I always thanked my dad for instilling the travel bug in me. The very fact that he was a bank employee gave him the option to avail Leave Travel Concession. This was one of the perks for which he was entitled every year. Instead of consuming it annually, our preference was a five year chunk so that we could cover the maximum distance and the most number of days.
One such trip was to explore Delhi, the national capital followed by erstwhile Bombay and finally Goa. We had a tried and tested strategy which obviously worked out to be very economical those days. It was to target those locations where we already had relatives. This naturally helped to cut down the cost of accommodation and also to some extent, food and local travel expenses. I must remember with utmost reverence that those were the times when people never showed faces of displeasure when they had guests at home. Due credit goes to dad's amazing networking skills!

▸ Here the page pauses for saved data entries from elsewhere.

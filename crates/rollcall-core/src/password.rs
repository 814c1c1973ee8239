use anyhow::Context;
use bcrypt::{hash, verify};

use crate::errors::AppError;

/// Hashes with an explicit bcrypt cost. Seeding uses a low cost to stay fast.
pub fn hash_password_with_cost(password: &str, cost: u32) -> Result<String, AppError> {
    hash(password, cost)
        .context("Failed to hash password")
        .map_err(AppError::internal)
}

pub fn verify_password(password: &str, hashed: &str) -> Result<bool, AppError> {
    verify(password, hashed)
        .context("Failed to verify password")
        .map_err(AppError::internal)
}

There we were, one fine day at the most happening part of the country, the wonderful city of Bombay! Dad's uncle was staying at Bandra, one of the well-off suburban areas in the city. They gave us a warm welcome and we relished their spirit of hospitality.
One of those days, dad's cousin decided to take us around the place and show us the real Bombay. It was a morning that saw slight drizzle. We took to the streets of Bandra which was trying to hide itself from the skies that opened its eyes. Little puddles of rain water clothed the roads. The tarred surfaces appeared polished and so we began our tour-de-Bombay.
My teenage mind was all excited to see a new part of the country. I looked up to the skies and shouted to the falling drops, "You just can't dampen my spirit with this!" We had started early in the morning and soon our stomachs started to add to the noises around us. A decent looking restaurant was round the corner and we decided to break the fast there.
I really am unable to trace back the time from which I started disliking mint leaves aka pudina. I was never able to appreciate the odor of the leaves and the dishes prepared, with that as an ingredient. I became so averse to pudina that I even wondered if I was allergic to that! Dad knew this pudina-phobia of mine and had warned me that you may find quite a few of these up in the North. I managed to avoid having a food item which had pudina while in Delhi and I was pretty confident that I could repeat the feat in Bombay as well. I somehow had this notion that south Indian cuisine does not use much of pudina.
The menu at the restaurant was not very enticing as most of the options were North Indian and I dreaded the green devil that will accompany the dish! Pages turned, options evaluated and finally at a completely insignificant corner of the menu I discovered a gem! A food item that brought some respite to my eyes but more so to the mind. A south Indian delicacy which I was sure not to have any of the stuff I hate the most. None other than a jewel from the land of Nizam, The Hyderabad Biriyani!
While the rest of the folks were open to experiment with their taste buds, I was contented with the good ol' South Indian food out of the sheer fear of pudina! Moments passed by, chit chats were reaching its pinnacle and slowly the food we ordered started showing up. The flavors of Bombay did a colorful pageant right in front of us. Tantalizing aromas filled the air. The renowned Indian cuisine which has created plentiful gourmets around the world woke up the counterpart within us. Everything we asked reached us except the one I was awaiting the most, biriyani. Guess, Hestia, the Greek goddess of hearth who presided over baking of bread, planned to test my patience level!
Everyone at the table was courteous enough to wait for my dish. But as the wait grew longer I suggested the rest of the folks not to wait any further. It seemed as though the restaurant folks are awaiting the next locomotive from Hyderabad to bring the biriyani! After what seemed like hours, a steward clad in a black and white vest came with a silver tray with an item he proudly announced as Hyderabad Biriyani.
He placed in front of me, an intricately designed copper-finish bowl with contents full to the edge. This was accompanied by a silver plated spoon so as to make the person feel special for ordering something as exotic as this. All what it took was one look at the bowl and I was totally disillusioned from tip to toe!
There it was, the carefully ordered menu item artistically decorated with pudina leaves so as to make a bed of green inviting me to dive in and have a painful death!